The length of a rectangle is 11 centimeters less than six times its width. Its area is 21 square centimeters. Find the dimensions of the rectangle.

Answer 1

Answer:

The width is 3cm, and the length is 7cm.

Step-by-step explanation:

Let's call the length of the rectangle $l$, the width of the rectangle $w$, and the area of the rectangle $A$, and write down everything we know about them.

The length of the rectangle is 11 centimetres less than six times its width, so we know that $l = 6w - 11$.

We also know that $A = 21$. But what exactly is the area of a rectangle?
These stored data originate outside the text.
//! What a running script knows about itself.

use serde::{Deserialize, Serialize};

use crate::cards::CardId;
use crate::core::{PlayerId, Slot};

/// Where a running script came from.
#[derive(Clone, Copy, Debug, PartialEq, Eq, Hash, Serialize, Deserialize)]
pub enum EffectSource {
    /// A card's play or score script, or a copied play script.
    Card(CardId),
    /// A zone's visit script. Only these may touch the slot's hourglass.
    Zone(Slot),
    /// A perpetual's reactive script.
    Perpetual(CardId),
}

impl EffectSource {
    #[must_use]
    pub fn card(self) -> Option<CardId> {
        match self {
            EffectSource::Card(card) | EffectSource::Perpetual(card) => Some(card),
            EffectSource::Zone(_) => None,
        }
    }

    #[must_use]
    pub fn zone(self) -> Option<Slot> {
        match self {
            EffectSource::Zone(slot) => Some(slot),
            _ => None,
        }
    }
}

impl std::fmt::Display for EffectSource {
    fn fmt(&self, f: &mut std::fmt::Formatter<'_>) -> std::fmt::Result {
        match self {
            EffectSource::Card(card) => write!(f, "{}", card),
            EffectSource::Zone(slot) => write!(f, "zone at {}", slot),
            EffectSource::Perpetual(card) => write!(f, "perpetual {}", card),
        }
    }
}

/// A hand card a script was bound to, remembered by index and identity.
#[derive(Clone, Copy, Debug, PartialEq, Eq, Hash, Serialize, Deserialize)]
pub struct BoundCard {
    pub index: usize,
    pub card: CardId,
}

/// Per-script execution context.
#[derive(Clone, Debug, PartialEq, Eq, Serialize, Deserialize)]
pub struct ResolutionContext {
    /// Player the script acts for. Prompts go to this player.
    pub actor: PlayerId,
    pub source: EffectSource,
    pub bound: Option<BoundCard>,
    /// Running counters read by `Amount::Discarded` / `Amount::Drawn`.
    pub discarded: u32,
    pub drawn: u32,
}

impl ResolutionContext {
    #[must_use]
    pub fn new(actor: PlayerId, source: EffectSource) -> Self {
        Self {
            actor,
            source,
            bound: None,
            discarded: 0,
            drawn: 0,
        }
    }

    #[must_use]
    pub fn with_bound(mut self, bound: Option<BoundCard>) -> Self {
        self.bound = bound;
        self
    }

    /// Fresh context for a nested script: same source, new actor, zeroed counters.
    #[must_use]
    pub fn for_actor(&self, actor: PlayerId) -> Self {
        Self::new(actor, self.source)
    }
}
Well, it's the product of its length and width, i.e. $A = l\times w$.

Then we have two equations involving $l$ and $w$:

$l = 6w - 11$, and $l\times w = 21$.

So how do we find $l$ and $w$? Let's substitute our first equation into our second, like so:

$l \times w = (6w - 11) \times w\\{}\hspace{0.8cm}= 6w^2 - 11w\\{}\hspace{0.8cm}= 21$

We can rearrange this new equation to get everything on the same side, so that we have a standard quadratic equation, like this:

$6w^2 - 11w - 21 = 0$.

We can use the quadratic formula for this. You should have seen this before:

$w = \frac{-b \pm \sqrt{b^2 - 4ac}}{2a}$,

where $a,b,c$ are the coefficients of our quadratic equation. Plugging the values in, we see

$w = \frac{11\pm\sqrt{121+504}}{12}\\\\{}\hspace{0.25cm}=\frac{11\pm\sqrt{625}}{12}\\\\{}\hspace{0.25cm}=\frac{11\pm25}{12}$.

With a little further cancellation, we can find our two possible values of $w$ are

$w = \frac{36}{12} = 3$  and $w = \frac{-14}{12}$.

Since $w$ is a width of a rectangle, it can't possibly be negative, and so it must be 3.

We can now plug in this value into our equation from earlier, namely $l = 6w - 11$. We can see that

$l = 6\times 3 - 11 = 18 - 11 = 7$,

and so we get our answer, $w = 3$cm, $l = 7$cm.

We can prove that this is right by multiply 3 and 7 together, and seeing that we get 21, the area we expect.